South Korean Household Debt Continues to Rise Despite Government Restrictions
Despite government efforts to cool the market, household loans in South Korea surged in August, increasing by 4.2 trillion won (approximately $2.87 billion). This marks a critically important jump from the 2.2 trillion won increase seen in July – the smallest rise since March - indicating that restrictions implemented in late June are having limited immediate impact.
those restrictions included a 600 million won cap on mortgage loans in the capital region and the suspension of home-backed loans for individuals owning multiple properties, all aimed at curbing both rising household debt and escalating housing prices.
the August increase was largely driven by a rise in unsecured loans and other household credit. While the government believes the initial measures have begun to moderate market overheating, further regulations are being considered, particularly a tightening of the Loan-to-Value (LTV) ratio.

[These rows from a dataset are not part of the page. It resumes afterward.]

// src/store/memory.rs
//! In-process store behind a single mutex, optionally mirrored to a JSON
//! snapshot file after every mutation.

use anyhow::{anyhow, Context, Result};
use chrono::Utc;
use serde::{Deserialize, Serialize};
use std::collections::BTreeMap;
use std::fs;
use std::path::{Path, PathBuf};
use std::sync::{Mutex, MutexGuard};

use super::{ActorStore, ExecutionStore, LeadFilter, LeadStore, StatusStats};
use crate::ingest::dedup::DedupKey;
use crate::model::{
    Actor, ActorId, ActorRecord, Execution, ExecutionId, Lead, LeadDraft, LeadId, LeadPatch,
    NewActor, NewExecution, RowError, Scope,
};
use crate::policy::ScopeView;

#[derive(Debug, Clone, Default, Serialize, Deserialize)]
struct State {
    next_lead_id: LeadId,
    next_execution_id: ExecutionId,
    next_actor_id: ActorId,
    leads: BTreeMap<LeadId, Lead>,
    executions: BTreeMap<ExecutionId, Execution>,
    actors: BTreeMap<ActorId, ActorRecord>,
}

impl State {
    fn alloc_lead_id(&mut self) -> LeadId {
        self.next_lead_id += 1;
        self.next_lead_id
    }

    fn push_lead(&mut self, scope: Scope, draft: LeadDraft) -> Lead {
        let id = self.alloc_lead_id();
        let lead = draft.into_lead(id, scope, Utc::now());
        self.leads.insert(id, lead.clone());
        lead
    }

    fn alloc_execution_id(&mut self) -> ExecutionId {
        self.next_execution_id += 1;
        self.next_execution_id
    }

    fn alloc_actor_id(&mut self) -> ActorId {
        self.next_actor_id += 1;
        self.next_actor_id
    }
}

#[derive(Debug)]
pub struct MemoryStore {
    state: Mutex<State>,
    snapshot: Option<PathBuf>,
}

impl Default for MemoryStore {
    fn default() -> Self {
        Self::in_memory()
    }
}

impl MemoryStore {
    /// Volatile store, used by tests and when no snapshot path is configured.
    pub fn in_memory() -> Self {
        Self {
            state: Mutex::new(State::default()),
            snapshot: None,
        }
    }

    /// Opens the store, loading `path` if it already exists.
    pub fn open(path: impl Into<PathBuf>) -> Result<Self> {
        let path = path.into();
        let state = if path.exists() {
            let raw = fs::read_to_string(&path)
                .with_context(|| format!("reading snapshot {}", path.display()))?;
            serde_json::from_str(&raw)
                .with_context(|| format!("parsing snapshot {}", path.display()))?
        } else {
            State::default()
        };
        tracing::info!(
            target: "store",
            path = %path.display(),
            leads = state.leads.len(),
            actors = state.actors.len(),
            "store opened"
        );
        Ok(Self {
            state: Mutex::new(state),
            snapshot: Some(path),
        })
    }

    fn lock(&self) -> Result<MutexGuard<'_, State>> {
        self.state
            .lock()
            .map_err(|_| anyhow!("store mutex poisoned"))
    }

    /// Applies `change` under the held lock. With a snapshot configured the
    /// change runs on a copy that replaces the live state only after the
    /// snapshot write succeeded, so a failed write leaves nothing behind.
    fn commit<T>(&self, st: &mut State, change: impl FnOnce(&mut State) -> T) -> Result<T> {
        let Some(path) = &self.snapshot else {
            return Ok(change(st));
        };
        let mut next = st.clone();
        let out = change(&mut next);
        write_atomic(path, &next)?;
        *st = next;
        Ok(out)
    }
}

fn write_atomic(path: &Path, state: &State) -> Result<()> {
    if let Some(dir) = path.parent().filter(|d| !d.as_os_str().is_empty()) {
        fs::create_dir_all(dir).with_context(|| format!("creating {}", dir.display()))?;
    }
    let tmp = path.with_extension("json.tmp");
    let data = serde_json::to_vec_pretty(state).context("serializing snapshot")?;
    fs::write(&tmp, data).with_context(|| format!("writing {}", tmp.display()))?;
    fs::rename(&tmp, path).with_context(|| format!("replacing {}", path.display()))?;
    Ok(())
}

fn newest_first(a: &Lead, b: &Lead) -> std::cmp::Ordering {
    b.created_at.cmp(&a.created_at).then(b.id.cmp(&a.id))
}

#[async_trait::async_trait]
impl LeadStore for MemoryStore {
    async fn find_or_create(
        &self,
        scope: Scope,
        key: &DedupKey,
        draft: LeadDraft,
    ) -> Result<(Lead, bool)> {
        let mut st = self.lock()?;
        if let Some(existing) = st
            .leads
            .values()
            .find(|l| l.scope == scope && key.matches(l))
        {
            return Ok((existing.clone(), false));
        }
        let lead = self.commit(&mut st, |s| s.push_lead(scope, draft))?;
        Ok((lead, true))
    }

    async fn insert_lead(&self, scope: Scope, draft: LeadDraft) -> Result<Lead> {
        let mut st = self.lock()?;
        self.commit(&mut st, |s| s.push_lead(scope, draft))
    }

    async fn get_lead(&self, id: LeadId) -> Result<Option<Lead>> {
        Ok(self.lock()?.leads.get(&id).cloned())
    }

    async fn update_lead(&self, id: LeadId, patch: LeadPatch) -> Result<Option<Lead>> {
        let mut st = self.lock()?;
        if !st.leads.contains_key(&id) {
            return Ok(None);
        }
        self.commit(&mut st, |s| {
            s.leads.get_mut(&id).map(|lead| {
                patch.apply(lead, Utc::now());
                lead.clone()
            })
        })
    }

    async fn delete_lead(&self, id: LeadId) -> Result<bool> {
        let mut st = self.lock()?;
        if !st.leads.contains_key(&id) {
            return Ok(false);
        }
        self.commit(&mut st, |s| s.leads.remove(&id).is_some())
    }

    async fn list_leads(&self, filter: &LeadFilter) -> Result<Vec<Lead>> {
        let st = self.lock()?;
        let mut out: Vec<Lead> = st
            .leads
            .values()
            .filter(|l| filter.matches(l))
            .cloned()
            .collect();
        out.sort_by(newest_first);
        Ok(out)
    }

    async fn status_counts(&self, view: &ScopeView) -> Result<StatusStats> {
        let st = self.lock()?;
        let mut stats = StatusStats::default();
        for lead in st.leads.values().filter(|l| view.contains(l.scope)) {
            stats.total += 1;
            *stats.breakdown.entry(lead.status.clone()).or_default() += 1;
        }
        Ok(stats)
    }
}

#[async_trait::async_trait]
impl ExecutionStore for MemoryStore {
    async fn create_execution(&self, new: NewExecution) -> Result<Execution> {
        let mut st = self.lock()?;
        self.commit(&mut st, |s| {
            let id = s.alloc_execution_id();
            let exec = Execution {
                id,
                name: new.display_name(),
                query: new.query,
                location: new.location,
                date: Utc::now(),
                leads_generated: new.leads_generated,
                status: new
                    .status
                    .unwrap_or_else(|| crate::model::EXECUTION_IN_PROGRESS.to_string()),
                payload: new.payload,
                errors: Vec::new(),
                scope: new.scope,
                created_by: new.created_by,
            };
            s.executions.insert(id, exec.clone());
            exec
        })
    }

    async fn finalize_execution(
        &self,
        id: ExecutionId,
        leads_generated: u64,
        status: &str,
        errors: Vec<RowError>,
    ) -> Result<Option<Execution>> {
        let mut st = self.lock()?;
        if !st.executions.contains_key(&id) {
            return Ok(None);
        }
        self.commit(&mut st, |s| {
            s.executions.get_mut(&id).map(|exec| {
                exec.leads_generated = leads_generated;
                exec.status = status.to_string();
                exec.errors = errors;
                exec.clone()
            })
        })
    }

    async fn get_execution(&self, id: ExecutionId) -> Result<Option<Execution>> {
        Ok(self.lock()?.executions.get(&id).cloned())
    }

    async fn list_executions(&self) -> Result<Vec<Execution>> {
        let st = self.lock()?;
        let mut out: Vec<Execution> = st.executions.values().cloned().collect();
        out.sort_by(|a, b| b.date.cmp(&a.date).then(b.id.cmp(&a.id)));
        Ok(out)
    }

    async fn update_execution(
        &self,
        id: ExecutionId,
        name: Option<String>,
        payload: Option<String>,
    ) -> Result<Option<Execution>> {
        let mut st = self.lock()?;
        if !st.executions.contains_key(&id) {
            return Ok(None);
        }
        self.commit(&mut st, |s| {
            s.executions.get_mut(&id).map(|exec| {
                if let Some(n) = name.filter(|n| !n.trim().is_empty()) {
                    exec.name = n;
                }
                if let Some(p) = payload {
                    exec.payload = Some(p);
                }
                exec.clone()
            })
        })
    }
}

#[async_trait::async_trait]
impl ActorStore for MemoryStore {
    async fn create_actor(&self, new: NewActor) -> Result<Option<ActorRecord>> {
        let mut st = self.lock()?;
        let email = new.email.trim().to_string();
        if st
            .actors
            .values()
            .any(|a| a.actor.email.eq_ignore_ascii_case(&email))
        {
            return Ok(None);
        }
        self.commit(&mut st, |s| {
            let id = s.alloc_actor_id();
            let rec = ActorRecord {
                actor: Actor {
                    id,
                    name: new.name,
                    email,
                    role: new.role,
                    shared_pool_access: new.shared_pool_access,
                },
                credential_hash: new.credential_hash,
            };
            s.actors.insert(id, rec.clone());
            Some(rec)
        })
    }

    async fn get_actor(&self, id: ActorId) -> Result<Option<ActorRecord>> {
        Ok(self.lock()?.actors.get(&id).cloned())
    }

    async fn find_actor_by_email(&self, email: &str) -> Result<Option<ActorRecord>> {
        let email = email.trim();
        Ok(self
            .lock()?
            .actors
            .values()
            .find(|a| a.actor.email.eq_ignore_ascii_case(email))
            .cloned())
    }

    async fn list_actors(&self) -> Result<Vec<Actor>> {
        Ok(self
            .lock()?
            .actors
            .values()
            .map(|a| a.actor.clone())
            .collect())
    }

    async fn set_shared_pool_access(&self, id: ActorId, allowed: bool) -> Result<Option<Actor>> {
        let mut st = self.lock()?;
        if !st.actors.contains_key(&id) {
            return Ok(None);
        }
        self.commit(&mut st, |s| {
            s.actors.get_mut(&id).map(|rec| {
                rec.actor.shared_pool_access = allowed;
                rec.actor.clone()
            })
        })
    }

    async fn delete_actor(&self, id: ActorId) -> Result<Option<usize>> {
        let mut st = self.lock()?;
        if !st.actors.contains_key(&id) {
            return Ok(None);
        }
        self.commit(&mut st, |s| {
            s.actors.remove(&id);
            let before = s.leads.len();
            s.leads.retain(|_, l| l.scope != Scope::Actor(id));
            Some(before - s.leads.len())
        })
    }
}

The LTV ratio, which limits borrowing based on property value, currently stands at 50% in Seoul’s anti-speculation zones.Analysts predict a potential reduction to 40%.Meanwhile, South Korea’s top five banks are experiencing widening net interest margins – the difference between interest earned and paid - reaching levels not seen since 2022, when public disclosure became mandatory. This is attributed to banks holding steady on lending rates amidst government controls on household debt, while concurrently lowering deposit rates to a three-year low. Specifically, KB Kookmin, Nonghyup, and Hana banks saw net interest margin increases of 0.1, 0.07, and 0.04 percentage points respectively in July.